Thursday, June 28, 2007

R.I.P. Plastic Grocery Sacks

Rather than talking about sewing bags today, I want to pause to mention all the changes happening where I live in California regarding plastic grocery bags.

As of July 1, a new law goes into effect here, Assembly Bill AB 2449, requiring large companies to provide recycling bins for plastic bags.
The aim of the Bill is to reduce litter, as this plastic does not decompose in landfills.

Some local grocery chains already have this service, but Costco has decided to eliminate using the non-biodegradable bags altogether.

Some shoppers will be bringing their own bags to the stores now.
Some people are hoping consumers opt for reusable tote bags, even expensive designer versions.

Evidently to most folks in Europe and Australia, this is old news.
They've been using their own bags for years.
I've spoken with some of you via email who live in the eastern United States,
and you've got those bags in your car trunks too.
We've just got to retrain our spoiled selves also.

Reusable tote bags may be the best option.
There is some question as to which manufacturing process produces the most environmentally sensitive bag--the cotton, or the corn, or the....

Jen of The Felt Mouse just mentioned the reusable bags sold at Target stores.

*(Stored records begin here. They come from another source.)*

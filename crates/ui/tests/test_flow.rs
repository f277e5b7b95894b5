use std::sync::{Arc, Mutex};

use async_trait::async_trait;
use serde_json::json;
use services::{
    Clock, Direction, LoadError, QuestionSource, SessionPhase, SubmissionPayload, SubmitError,
    SubmitResult, Submitter, TestSessionLoop, TickOutcome,
};
use ui::{KeyCommand, MemorySurface, Region, RenderSurface, TestSessionVm, ViewError};
use vocab_core::model::{ItemType, Question, QuestionId, SessionConfig};
use vocab_core::time::fixed_now;

struct StaticSource(Result<Vec<Question>, String>);

#[async_trait]
impl QuestionSource for StaticSource {
    async fn fetch_questions(&self, _config: &SessionConfig) -> Result<Vec<Question>, LoadError> {
        self.0
            .clone()
            .map_err(|message| LoadError::Rejected { message })
    }
}

#[derive(Default)]
struct CountingSubmitter {
    calls: Mutex<Vec<SubmissionPayload>>,
    reject: bool,
}

#[async_trait]
impl Submitter for CountingSubmitter {
    async fn submit(
        &self,
        _config: &SessionConfig,
        payload: &SubmissionPayload,
    ) -> Result<SubmitResult, SubmitError> {
        self.calls.lock().unwrap().push(payload.clone());
        if self.reject {
            return Err(SubmitError::Rejected {
                message: "server busy".into(),
            });
        }
        Ok(SubmitResult {
            result: json!({ "score": 50 }),
            download_filename: None,
            message: Some("Test submitted".into()),
        })
    }
}

fn three_questions() -> Vec<Question> {
    vec![
        Question::new(QuestionId::new(1), ItemType::Vocabulary, "run")
            .unwrap()
            .with_example(Some("She runs daily.".into())),
        Question::new(QuestionId::new(2), ItemType::PhrasalVerb, "give up").unwrap(),
        Question::new(QuestionId::new(3), ItemType::Idiom, "break the ice").unwrap(),
    ]
}

fn vm_with(
    source: StaticSource,
    submitter: Arc<CountingSubmitter>,
    config: SessionConfig,
    surface: MemorySurface,
) -> TestSessionVm<MemorySurface> {
    let runner = TestSessionLoop::new(Clock::fixed(fixed_now()), Arc::new(source), submitter);
    TestSessionVm::new(runner, config, surface)
}

#[tokio::test]
async fn regular_session_runs_end_to_end() {
    let submitter = Arc::new(CountingSubmitter::default());
    let mut vm = vm_with(
        StaticSource(Ok(three_questions())),
        submitter.clone(),
        SessionConfig::regular(),
        MemorySurface::full(),
    );
    assert_eq!(vm.surface().text(Region::StatusPanel), Some("Loading questions..."));

    vm.load().await.unwrap();
    assert!(vm.surface().is_visible(Region::StartPanel));
    assert_eq!(vm.session().responses().len(), 3);

    vm.start().unwrap();
    let surface = vm.surface();
    assert!(surface.is_visible(Region::QuestionPanel));
    assert_eq!(surface.text(Region::QuestionCounter), Some("Question 1 of 3"));
    assert_eq!(surface.text(Region::TypeBadge), Some("Vocabulary"));
    assert_eq!(surface.class(Region::TypeBadge), Some("badge bg-primary"));
    assert!(surface.is_visible(Region::ExamplePanel));
    assert_eq!(surface.text(Region::Timer), Some("10:00"));
    assert!(!surface.is_enabled(Region::PrevButton));
    assert!(surface.is_visible(Region::NextButton));
    assert!(!surface.is_visible(Region::FinishButton));

    vm.surface_mut().type_input("X");
    assert!(vm.advance(Direction::Next).unwrap());
    assert_eq!(vm.session().responses().get(0), Some("X"));
    assert_eq!(vm.session().current_index(), 1);
    assert_eq!(vm.surface().read_value(Region::ResponseInput).as_deref(), Some(""));
    assert!(!vm.surface().is_visible(Region::ExamplePanel));

    vm.surface_mut().type_input("I gave up.");
    vm.advance(Direction::Next).unwrap();
    assert!(vm.surface().is_visible(Region::FinishButton));
    assert!(!vm.surface().is_visible(Region::NextButton));

    let writes = vm.surface().write_count();
    assert!(!vm.advance(Direction::Next).unwrap());
    assert_eq!(vm.surface().write_count(), writes);

    vm.advance(Direction::Previous).unwrap();
    assert_eq!(
        vm.surface().read_value(Region::ResponseInput).as_deref(),
        Some("I gave up.")
    );
    vm.advance(Direction::Next).unwrap();

    vm.surface_mut().type_input("We broke the ice.");
    vm.finish().await.unwrap();

    assert_eq!(vm.session().phase(), &SessionPhase::Complete);
    let surface = vm.surface();
    assert!(surface.is_visible(Region::CompletionPanel));
    assert!(!surface.is_visible(Region::QuestionPanel));
    assert_eq!(surface.text(Region::AnsweredCount), Some("3 of 3 answered"));
    assert_eq!(surface.text(Region::ElapsedTime), Some("00:00"));
    assert_eq!(surface.text(Region::ResultMessage), Some("Test submitted"));

    let payloads = submitter.calls.lock().unwrap();
    let sentences: Vec<_> = payloads[0]
        .responses()
        .iter()
        .map(|response| response.user_sentence.as_str())
        .collect();
    assert_eq!(sentences, ["X", "I gave up.", "We broke the ice."]);
}

#[tokio::test]
async fn timer_of_two_seconds_finishes_once() {
    let submitter = Arc::new(CountingSubmitter::default());
    let mut vm = vm_with(
        StaticSource(Ok(three_questions())),
        submitter.clone(),
        SessionConfig::regular().with_timer(Some(2)),
        MemorySurface::full(),
    );
    vm.load().await.unwrap();
    vm.start().unwrap();
    assert_eq!(vm.surface().class(Region::Timer), Some("timer text-danger"));

    assert_eq!(vm.tick().await.unwrap(), TickOutcome::Running { remaining: 1 });
    assert_eq!(vm.surface().text(Region::Timer), Some("00:01"));
    assert_eq!(vm.tick().await.unwrap(), TickOutcome::Expired);
    assert_eq!(vm.tick().await.unwrap(), TickOutcome::Ignored);

    assert_eq!(submitter.calls.lock().unwrap().len(), 1);
    assert_eq!(vm.session().phase(), &SessionPhase::Complete);
    assert!(!vm.session().timer_running());
}

#[tokio::test]
async fn submit_failure_keeps_the_test_on_screen() {
    let submitter = Arc::new(CountingSubmitter {
        reject: true,
        ..CountingSubmitter::default()
    });
    let mut vm = vm_with(
        StaticSource(Ok(three_questions())),
        submitter,
        SessionConfig::regular(),
        MemorySurface::full(),
    );
    vm.load().await.unwrap();
    vm.start().unwrap();
    vm.surface_mut().type_input("kept");

    let err = vm.finish().await.unwrap_err();
    assert_eq!(err, ViewError::SubmitFailure);
    assert_eq!(vm.session().phase(), &SessionPhase::InProgress);
    assert_eq!(vm.session().responses().get(0), Some("kept"));
    assert!(vm.surface().is_visible(Region::SubmitError));
    assert!(vm.surface().is_visible(Region::QuestionPanel));
    assert!(
        vm.surface()
            .text(Region::SubmitError)
            .is_some_and(|text| text.contains("server busy"))
    );
}

#[tokio::test]
async fn load_failure_shows_reload_and_recovers() {
    let mut vm = vm_with(
        StaticSource(Err("Failed to load questions".into())),
        Arc::new(CountingSubmitter::default()),
        SessionConfig::regular(),
        MemorySurface::full(),
    );
    assert_eq!(vm.load().await.unwrap_err(), ViewError::LoadFailure);
    assert!(vm.surface().is_visible(Region::ReloadButton));
    assert_eq!(
        vm.surface().text(Region::StatusPanel),
        Some("Failed to load questions")
    );
    assert_eq!(vm.start().unwrap_err(), ViewError::NotAllowed);
    assert_eq!(vm.reload().await.unwrap_err(), ViewError::LoadFailure);
}

#[tokio::test]
async fn empty_result_uses_config_message() {
    let config = SessionConfig::mastery();
    let mut vm = vm_with(
        StaticSource(Ok(Vec::new())),
        Arc::new(CountingSubmitter::default()),
        config.clone(),
        MemorySurface::full(),
    );
    assert_eq!(vm.load().await.unwrap_err(), ViewError::EmptyResultSet);
    assert_eq!(vm.surface().text(Region::StatusPanel), Some(config.empty_message()));
    assert_eq!(vm.surface().text(Region::StatusHint), Some(config.empty_suggestion()));
    assert!(!vm.surface().is_visible(Region::StartPanel));
}

#[tokio::test]
async fn download_before_completion_shows_notice() {
    let mut vm = vm_with(
        StaticSource(Ok(three_questions())),
        Arc::new(CountingSubmitter::default()),
        SessionConfig::regular(),
        MemorySurface::full(),
    );
    vm.load().await.unwrap();
    assert_eq!(vm.download().unwrap_err(), ViewError::NoResultForDownload);
    assert!(vm.surface().is_visible(Region::DownloadNotice));

    vm.start().unwrap();
    vm.finish().await.unwrap();
    let artifact = vm.download().unwrap();
    assert_eq!(artifact.filename(), "test-results-2023-11-14.json");
    assert!(!vm.surface().is_visible(Region::DownloadNotice));
}

#[tokio::test]
async fn keyboard_shortcuts_follow_config() {
    let submitter = Arc::new(CountingSubmitter::default());
    let mut vm = vm_with(
        StaticSource(Ok(three_questions())),
        submitter.clone(),
        SessionConfig::mastery(),
        MemorySurface::full(),
    );
    vm.load().await.unwrap();
    assert!(!vm.handle_key(KeyCommand::Next).await.unwrap());
    vm.start().unwrap();

    assert!(!vm.handle_key(KeyCommand::Finish).await.unwrap());
    assert!(vm.handle_key(KeyCommand::Next).await.unwrap());
    assert!(vm.handle_key(KeyCommand::Previous).await.unwrap());
    vm.handle_key(KeyCommand::Next).await.unwrap();
    vm.handle_key(KeyCommand::Next).await.unwrap();
    assert!(vm.handle_key(KeyCommand::Finish).await.unwrap());
    assert_eq!(submitter.calls.lock().unwrap().len(), 1);

    let mut disabled = vm_with(
        StaticSource(Ok(three_questions())),
        Arc::new(CountingSubmitter::default()),
        SessionConfig::regular().with_keyboard_navigation(false),
        MemorySurface::full(),
    );
    disabled.load().await.unwrap();
    disabled.start().unwrap();
    assert!(!disabled.handle_key(KeyCommand::Next).await.unwrap());
    assert_eq!(disabled.session().current_index(), 0);
}

#[tokio::test]
async fn partial_surface_skips_missing_regions() {
    let mut vm = vm_with(
        StaticSource(Ok(three_questions())),
        Arc::new(CountingSubmitter::default()),
        SessionConfig::regular(),
        MemorySurface::with_regions(&[Region::QuestionText]),
    );
    vm.load().await.unwrap();
    vm.start().unwrap();
    assert_eq!(vm.surface().text(Region::QuestionText), Some("run"));

    assert!(!vm.save_current_response());
    assert!(!vm.on_input());
    assert!(vm.advance(Direction::Next).unwrap());
    assert_eq!(vm.session().responses().get(0), Some(""));
    assert_eq!(vm.surface().text(Region::QuestionText), Some("give up"));
}

#[tokio::test]
async fn autosave_writes_on_input_only_when_enabled() {
    let mut vm = vm_with(
        StaticSource(Ok(three_questions())),
        Arc::new(CountingSubmitter::default()),
        SessionConfig::regular().with_autosave(false),
        MemorySurface::full(),
    );
    vm.load().await.unwrap();
    vm.start().unwrap();
    vm.surface_mut().type_input("draft");
    assert!(!vm.on_input());
    assert_eq!(vm.session().responses().get(0), Some(""));
    assert!(vm.save_current_response());
    assert_eq!(vm.session().responses().get(0), Some("draft"));
}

I prefer the smaller 99 cent totes sold by Trader Joes.

The Bag Snob is eagerly anticipating the bag made my Anya Hindmarch.

Read about it here and here.

Post about Envirosax from Brownie Points.

Cal Arts students sew their own totes, as seen on the blog Core 77.

Reusable Bags for sale.
Also Envirotote.

Interesting article by The Seattle Times.
Similar stories by Fox News, and the Honolulu Advisor.

Or here is the complete article by Jane Adams from the Chicago Tribune. Good stuff!

Green is the new black --in grocery bags
Fashionistas promote eco-chic totes as cities look at banning non-biodegradable plastic

By Jane Meredith Adams
Special to the Tribune

June 25, 2007

SAN FRANCISCO -- Plastic grocery bags are out.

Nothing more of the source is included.